Le droit organise le chaos et il encadre des pratiques qui sont sensibles de telle sorte qu'on ne peut pas faire n'importe quoi en toute impunité.Avec cette nouvelle loi, qui est plus transparente que la précédente, les protocoles de recherche seront examinés avec attention par l'Agence de biomédecine et l'autorisation préalable du couple restera indispensable. Cette autorisation encadrée ne sera pas une autorisation a priori et pour n'importe quoi. Il y a des critères énoncés dans le projet de loi et ils me semblent adaptés.
Ce projet de loi va donc dans le bon sens ?
Il reconnaît une réalité. Il sort de l'hypocrisie qui était de dire : c'est interdit, mais nous faisons des dérogations. Ce n'est pas une révolution, c'est une adaptation qui était attendue par la plupart des chercheurs et qui ne signifie pas que nous allons réifier les embryons in vitro dont certains aujourd'hui sont souvent détruits, car très souvent les personnes dont ils sont issus ne se prononcent pas sur leur sort. De plus, les protocoles resteraient assez lourds et il serait impossible de faire n'importe quoi. Ce projet de loi renforce aussi la transparence et il peut même prévenir certaines dérives, car les chercheurs n'auront plus à faire venir des embryons de l'étranger. Nous passons d'un climat de défiance et de suspicion vis-à-vis des chercheurs à une démarche de confiance qui n'entraîne pas le laxisme, mais pose des limites : il ne s'agit pas de créer des embryons pour la recherche. On ne fabrique pas des embryons dans le but d'en extraire les cellules souches embryonnaires et donc de les détruire. On ne crée pas de la vie pour la détruire, mais on utilise les embryons in vitro issus des PMA.
S'opposer à cette recherche implique alors de s'opposer à la PMA ?
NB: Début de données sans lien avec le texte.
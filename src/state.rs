//! # Worker execution state.
//!
//! [`WorkerState`] is the small state machine every worker's execution unit
//! moves through:
//!
//! ```text
//! Free ──(item dequeued)──► Pending ──(execution finished)──► Free
//!   │                                                           │
//!   └──────────────(sentinel dequeued)──► Closed ◄──────────────┘
//! ```
//!
//! `Closed` is terminal: a unit that reached it will process no further items.
//!
//! [`StateCell`] makes the current state observable from the creator. For a
//! thread-backed worker the cell is shared memory; for a process-backed worker
//! the child cannot share memory with its parent, so the child mirrors every
//! transition onto its control pipe and a parent-side reader applies it to the
//! parent's cell. Either way, `StateCell::load` is always the creator's view.

use std::sync::atomic::{AtomicU8, Ordering};

use serde::{Deserialize, Serialize};

/// Execution state of a worker's backing unit.
#[derive(Debug, Clone, Copy, PartialEq, Eq, Serialize, Deserialize)]
pub enum WorkerState {
    /// Idle, blocked on the private queue awaiting the next item. Initial state.
    Free,
    /// An item has been dequeued and its handler is currently executing.
    Pending,
    /// The shutdown sentinel was received; the unit is exiting. Terminal state.
    Closed,
}

impl WorkerState {
    /// Returns a short stable label (snake_case) for use in logs/metrics.
    ///
    /// # Example
    /// ```
    /// use spindle::WorkerState;
    ///
    /// assert_eq!(WorkerState::Pending.as_label(), "pending");
    /// ```
    pub fn as_label(&self) -> &'static str {
        match self {
            WorkerState::Free => "free",
            WorkerState::Pending => "pending",
            WorkerState::Closed => "closed",
        }
    }

    fn as_u8(self) -> u8 {
        match self {
            WorkerState::Free => 0,
            WorkerState::Pending => 1,
            WorkerState::Closed => 2,
        }
    }

    fn from_u8(raw: u8) -> WorkerState {
        match raw {
            0 => WorkerState::Free,
            1 => WorkerState::Pending,
            _ => WorkerState::Closed,
        }
    }
}

impl std::fmt::Display for WorkerState {
    fn fmt(&self, f: &mut std::fmt::Formatter<'_>) -> std::fmt::Result {
        f.write_str(self.as_label())
    }
}

/// Lock-free cell holding a worker's current [`WorkerState`].
///
/// One cell exists per worker, created together with the backend and shared
/// (via `Arc`) with the facade and the worker registry.
///
/// ### Rules
/// - The execution unit (or, for the process backend, the control-pipe
///   reader) is the **only writer** during normal operation.
/// - Any holder may `load()` at any time; reads never block.
#[derive(Debug)]
pub(crate) struct StateCell(AtomicU8);

impl StateCell {
    /// Creates a cell in the initial [`WorkerState::Free`] state.
    pub(crate) fn new() -> Self {
        Self(AtomicU8::new(WorkerState::Free.as_u8()))
    }

    /// Records a state transition.
    pub(crate) fn store(&self, state: WorkerState) {
        self.0.store(state.as_u8(), Ordering::Release);
    }

    /// Returns the most recently recorded state.
    pub(crate) fn load(&self) -> WorkerState {
        WorkerState::from_u8(self.0.load(Ordering::Acquire))
    }
}

#[cfg(test)]
mod tests {
    use super::*;

    #[test]
    fn test_cell_starts_free() {
        let cell = StateCell::new();
        assert_eq!(cell.load(), WorkerState::Free);
    }

    #[test]
    fn test_cell_roundtrips_every_state() {
        let cell = StateCell::new();
        for state in [WorkerState::Pending, WorkerState::Free, WorkerState::Closed] {
            cell.store(state);
            assert_eq!(cell.load(), state);
        }
    }

    #[test]
    fn test_labels_are_stable() {
        assert_eq!(WorkerState::Free.as_label(), "free");
        assert_eq!(WorkerState::Closed.to_string(), "closed");
    }
}
//! # Handler abstraction and function-backed handler implementation.
//!
//! This module defines the [`Callable`] trait (the executable side of a task)
//! and a convenient function-backed implementation [`HandlerFn`]. The common
//! handle type is [`HandlerRef`], an `Arc<dyn Callable>` suitable for sharing
//! across threads and storing in a [`HandlerRegistry`](crate::HandlerRegistry).
//!
//! A handler receives the task's positional and keyword arguments (empty
//! slices/maps when absent) and returns either a JSON value — delivered to the
//! task's completion hook, if any — or a [`TaskError`], which is fatal to the
//! worker that executed it.

use std::sync::Arc;

use serde_json::Value;

use crate::error::TaskError;

/// JSON object map used for keyword arguments.
pub type JsonMap = serde_json::Map<String, Value>;

/// Shared handle to a registered handler.
pub type HandlerRef = Arc<dyn Callable>;

/// # Named, synchronous unit of work.
///
/// Implementations must be thread-safe: the same handler instance may be
/// resolved by a thread-backed worker and, in a host process, by the host
/// loop.
///
/// # Example
/// ```
/// use serde_json::Value;
/// use spindle::{Callable, JsonMap, TaskError};
///
/// struct Sum;
///
/// impl Callable for Sum {
///     fn call(&self, args: &[Value], _kwargs: &JsonMap) -> Result<Value, TaskError> {
///         let total: i64 = args.iter().filter_map(Value::as_i64).sum();
///         Ok(Value::from(total))
///     }
/// }
/// ```
pub trait Callable: Send + Sync + 'static {
    /// Executes the handler with the task's arguments.
    ///
    /// `args` and `kwargs` are empty when the task supplied none; the four
    /// combinations (neither / positional / keyword / both) are all valid.
    fn call(&self, args: &[Value], kwargs: &JsonMap) -> Result<Value, TaskError>;
}

/// Function-backed handler implementation.
///
/// Wraps a plain `Fn` closure so simple handlers need no dedicated type.
pub struct HandlerFn<F> {
    f: F,
}

impl<F> HandlerFn<F>
where
    F: Fn(&[Value], &JsonMap) -> Result<Value, TaskError> + Send + Sync + 'static,
{
    /// Creates a new function-backed handler.
    ///
    /// Prefer [`HandlerFn::arc`] when you immediately need a [`HandlerRef`].
    pub fn new(f: F) -> Self {
        Self { f }
    }

    /// Creates the handler and returns it as a shared handle.
    ///
    /// ## Example
    /// ```
    /// use serde_json::Value;
    /// use spindle::{HandlerFn, HandlerRef};
    ///
    /// let h: HandlerRef = HandlerFn::arc(|args, _kwargs| {
    ///     Ok(Value::from(args.len()))
    /// });
    /// ```
    pub fn arc(f: F) -> Arc<Self> {
        Arc::new(Self::new(f))
    }
}

impl<F> Callable for HandlerFn<F>
where
    F: Fn(&[Value], &JsonMap) -> Result<Value, TaskError> + Send + Sync + 'static,
{
    fn call(&self, args: &[Value], kwargs: &JsonMap) -> Result<Value, TaskError> {
        (self.f)(args, kwargs)
    }
}

#[cfg(test)]
mod tests {
    use super::*;
    use serde_json::json;

    #[test]
    fn test_handler_fn_forwards_arguments() {
        let h = HandlerFn::new(|args: &[Value], kwargs: &JsonMap| {
            Ok(json!({ "args": args.len(), "kwargs": kwargs.len() }))
        });

        let mut kwargs = JsonMap::new();
        kwargs.insert("k".into(), json!(1));

        let out = h.call(&[json!(1), json!(2)], &kwargs).unwrap();
        assert_eq!(out, json!({ "args": 2, "kwargs": 1 }));
    }

    #[test]
    fn test_handler_fn_propagates_failure() {
        let h = HandlerFn::new(|_: &[Value], _: &JsonMap| {
            Err(TaskError::Failed {
                error: "boom".into(),
            })
        });
        let err = h.call(&[], &JsonMap::new()).unwrap_err();
        assert_eq!(err.as_label(), "task_failed");
    }
}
Oui, ceux qui s'opposent à cette évolution ou adaptation de la loi devraient, en toute rigueur, s'opposer aux PMA, car c'est parce qu'il y a des PMA que l'on a des embryons in vitro et qu'on peut, s'ils ne sont pas implantés dans un utérus, les utiliser pour la recherche ou, si les parents le préfèrent, les détruire. Enfin, ce projet de loi est sage car il ne subordonne pas la recherche à des objectifs thérapeutiques utiles en donnant de faux espoirs au public. Les recherches doivent avoir un sens, mais il faut rappeler que la recherche sur les embryons et les cellules souches embryonnaires est précieuse aussi pour mieux connaître les maladies des premiers âges de la vie, et pas seulement dans l'espoir de guérir des maladies dégénératives. Les chercheurs ne vont pas jouer aux apprentis sorciers. Pour cela, ils n'ont pas besoin d'embryons in vitro. Les cellules souches adultes appelées IPS qui peuvent être reprogrammées de telle sorte qu'elles retrouvent le potentiel des cellules embryonnaires, leur totipotence, posent aussi des problèmes éthiques, même si ce ne sont pas des embryons.
En quoi ?
Le jour où l'on pourra faire un enfant à partir de la cellule adulte de la peau, nous serons face à d'autres questions qui iront beaucoup plus loin que celles qui agitent les débats aujourd'hui et même beaucoup plus loin que le clonage. Elles nous interrogeront sur ce que nous devons faire ou ne pas faire, sur les limites à imposer à notre pouvoir. C'est sur cette interrogation que nous devrions nous focaliser, au lieu de tout mélanger et d'habiller de philosophie ou du beau mot de "dignité" des propos idéologiques, dont les soubassements métaphysiques et les limites ne sont pas explicités ni reconnus. L'argumentation, c'est autre chose que l'opinion ou que l'idéologie. Une législation adaptée renvoie à la capacité qu'ont les citoyens, gouvernants et gouvernés, à argumenter. C'est pourquoi il est important de clarifier les termes du débat en réfléchissant aux mots qu'on emploie et en essayant de dégager la spécificité des problèmes que chaque technique peut poser.